Aniki....
Il y a une semaine, j’étais fort, confiant, sarcastique, heureux, rigolard.
Bref, j’étais moi-même.
Je maniais (ou tentais de manier) la dialectique marxiste autant que faire se peut, assénais mes analyses avec un sourire arrogant – le soir, pour toi, en guise de décryptage de nos pérégrinations quotidiennes.
J’étais le meilleur.
J’étais le sauveur inattendu, improbable, surdoué de la littérature contemporaine.
J’avais du succès. Par mes livres, par mon physique, par les éclats de rire que je savais provoquer, chez toi.
La nuit, je m’endormais avec ton bras passé autour de ma taille.

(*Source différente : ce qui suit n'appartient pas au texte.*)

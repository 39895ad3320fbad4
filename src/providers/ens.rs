//! ENS Resolver Client
//!
//! Resolves an ENS name to its registered address. Resolution failure is a
//! normal outcome (unregistered or expired names), reported verbatim so
//! the ENS scanner can quote it.

use async_trait::async_trait;
use serde::Deserialize;
use std::time::Duration;
use tracing::{debug, warn};

use super::EnsResolve;
use crate::utils::constants::USER_AGENT;

/// Resolver outcome: exactly one of `address` / `error` is set.
#[derive(Debug, Clone)]
pub struct EnsResolution {
    pub address: Option<String>,
    pub error: Option<String>,
}

impl EnsResolution {
    pub fn resolved(address: impl Into<String>) -> Self {
        Self {
            address: Some(address.into()),
            error: None,
        }
    }

    pub fn failed(error: impl Into<String>) -> Self {
        Self {
            address: None,
            error: Some(error.into()),
        }
    }
}

#[derive(Debug, Deserialize)]
struct ResolveResponse {
    #[serde(default)]
    address: Option<String>,
}

/// ENS HTTP resolver client
pub struct EnsClient {
    client: reqwest::Client,
    base_url: String,
    timeout: Duration,
}

impl EnsClient {
    pub fn new(timeout: Duration) -> Self {
        Self {
            client: reqwest::Client::new(),
            base_url: "https://api.ensideas.com/ens/resolve".to_string(),
            timeout,
        }
    }

    #[cfg(test)]
    pub fn with_base_url(base_url: impl Into<String>, timeout: Duration) -> Self {
        Self {
            client: reqwest::Client::new(),
            base_url: base_url.into(),
            timeout,
        }
    }
}

#[async_trait]
impl EnsResolve for EnsClient {
    async fn resolve(&self, name: &str) -> EnsResolution {
        let url = format!("{}/{}", self.base_url, name);
        debug!("ENS: resolving name");

        let response = match self
            .client
            .get(&url)
            .header("User-Agent", USER_AGENT)
            .timeout(self.timeout)
            .send()
            .await
        {
            Ok(r) => r,
            Err(e) => {
                warn!("ENS resolver request failed: {}", e);
                return EnsResolution::failed(format!("resolver unreachable: {}", e));
            }
        };

        if !response.status().is_success() {
            return EnsResolution::failed(format!("resolver returned {}", response.status()));
        }

        match response.json::<ResolveResponse>().await {
            Ok(body) => match body.address.filter(|a| !a.is_empty() && a != "0x0000000000000000000000000000000000000000") {
                Some(address) => EnsResolution::resolved(address),
                None => EnsResolution::failed("name is not registered or has no address record"),
            },
            Err(e) => EnsResolution::failed(format!("resolver response unparseable: {}", e)),
        }
    }
}
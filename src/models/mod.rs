//! Models Module - Data Structures & Errors
//!
//! Single source of truth for the report model and the error taxonomy.

pub mod errors;
pub mod report;

pub use errors::*;
pub use report::*;
//! Providers Module - external signal sources
//!
//! Thin clients for the reputation services the scanners consult, plus the
//! SSRF-safe URL resolver. Every client is behind an async trait so
//! scanners can be tested against mocks, and none of them raises past its
//! boundary: unavailability is a first-class return value (`Signal`), not
//! an error the orchestrator has to catch ad hoc.

pub mod dexscreener;
pub mod ens;
pub mod goplus;
pub mod resolver;
pub mod sourcify;

use async_trait::async_trait;

pub use dexscreener::{DexScreenerClient, PairSnapshot};
pub use ens::{EnsClient, EnsResolution};
pub use goplus::{AddressSecurity, GoPlusClient, PhishingCheck, SolanaTokenSecurity, TokenSecurity};
pub use resolver::{ResolveErrorType, SsrfSafeResolver, UrlResolution};
pub use sourcify::SourcifyClient;

/// Two-outcome result for signal sources: data, or "this source could not
/// be reached" with a reason. Distinct from "the source answered and said
/// nothing concerning" - confidence computation depends on the difference.
#[derive(Debug, Clone)]
pub enum Signal<T> {
    Ok(T),
    Unavailable(String),
}

impl<T> Signal<T> {
    pub fn is_ok(&self) -> bool {
        matches!(self, Signal::Ok(_))
    }

    pub fn ok(self) -> Option<T> {
        match self {
            Signal::Ok(v) => Some(v),
            Signal::Unavailable(_) => None,
        }
    }

    pub fn as_ref(&self) -> Signal<&T> {
        match self {
            Signal::Ok(v) => Signal::Ok(v),
            Signal::Unavailable(reason) => Signal::Unavailable(reason.clone()),
        }
    }
}

// ============================================
// Collaborator traits (mockable)
// ============================================

/// ENS name resolution. The only collaborator whose failure produces a
/// sentinel report instead of degraded confidence.
#[async_trait]
pub trait EnsResolve: Send + Sync {
    async fn resolve(&self, name: &str) -> EnsResolution;
}

/// GoPlus Security API surface used by the scanners.
#[async_trait]
pub trait GoPlusApi: Send + Sync {
    async fn token_security(&self, chain_id: u64, address: &str) -> Signal<TokenSecurity>;
    async fn solana_token_security(&self, mint: &str) -> Signal<SolanaTokenSecurity>;
    async fn address_security(&self, address: &str) -> Signal<AddressSecurity>;
    async fn phishing_site(&self, url: &str) -> Signal<PhishingCheck>;
}

/// DexScreener pair lookup.
#[async_trait]
pub trait DexScreenerApi: Send + Sync {
    async fn pairs_for(&self, address: &str) -> Signal<Vec<PairSnapshot>>;
}

/// Sourcify contract-verification lookup.
#[async_trait]
pub trait SourcifyApi: Send + Sync {
    async fn verification_status(&self, address: &str, chain_id: u64) -> Signal<bool>;
}

/// SSRF-safe URL resolution (bounded-hop redirect walking).
#[async_trait]
pub trait UrlResolve: Send + Sync {
    async fn resolve(&self, url: &str) -> UrlResolution;
}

Maintenant, je ne suis plus rien.
Tout ça parce que tu n’es pas là – pour six jours.
Toutes mes constructions mentales ô combien rationnelles et matérialistes se sont effondrées.
Je tiens difficilement le coup en allant voir des potes et ma famille, en regardant des films, en essayant un peu de travailler.
Je souffre.
Je n’ai guère plus d’appétit.
Je ne suis plus que l’ombre de moi-même.
Bien sûr, comme j’ai de l’orgueil et que j’aimerais être quelqu’un de tout à fait exceptionnel (ce que je ne suis pas), j'explique tous ces symptômes par une crise de folie imminente.
Un ami se dépêche de me rappeler au réel :
- T'es tout seul, là, pas vrai ? Aniki est parti ?
J’accouche d’un acquiescement étranglé. Mon pote se marre.
- Oh, mais ça a rien à voir avec une crise de folie. Tu nous fais un adorable et mignon petit chagrin d’amour.
- Quoi ?
- Ouais. C’est carrément normal. Arrête de te trouver d’autres raisons à la con. T'es triste. Parce qu’il n’est pas là. C’est tout ! Tu vois, quand je te disais que l’amour est une putain de forme d'aliénation… Là t'es en train de te la prendre en pleine gueule, l'aliénation !!
- Mais quel con je fais ! Je devrais pas me laisser faire comme ça. Je suis censé être marxiste-léniniste !
- Oui, t'essaies. Moi aussi. Mais qu’est-ce que tu veux. On se conforme malgré tout aux us de notre époque.
- J’en ai marre de l’amour. C’est un fils de pute, l'amour !
- C’est bien pour ça qu’on essaie d’être hyperréalistes radicaux, mon coco.
Comme quoi, ma vie, elle est trop intéressante.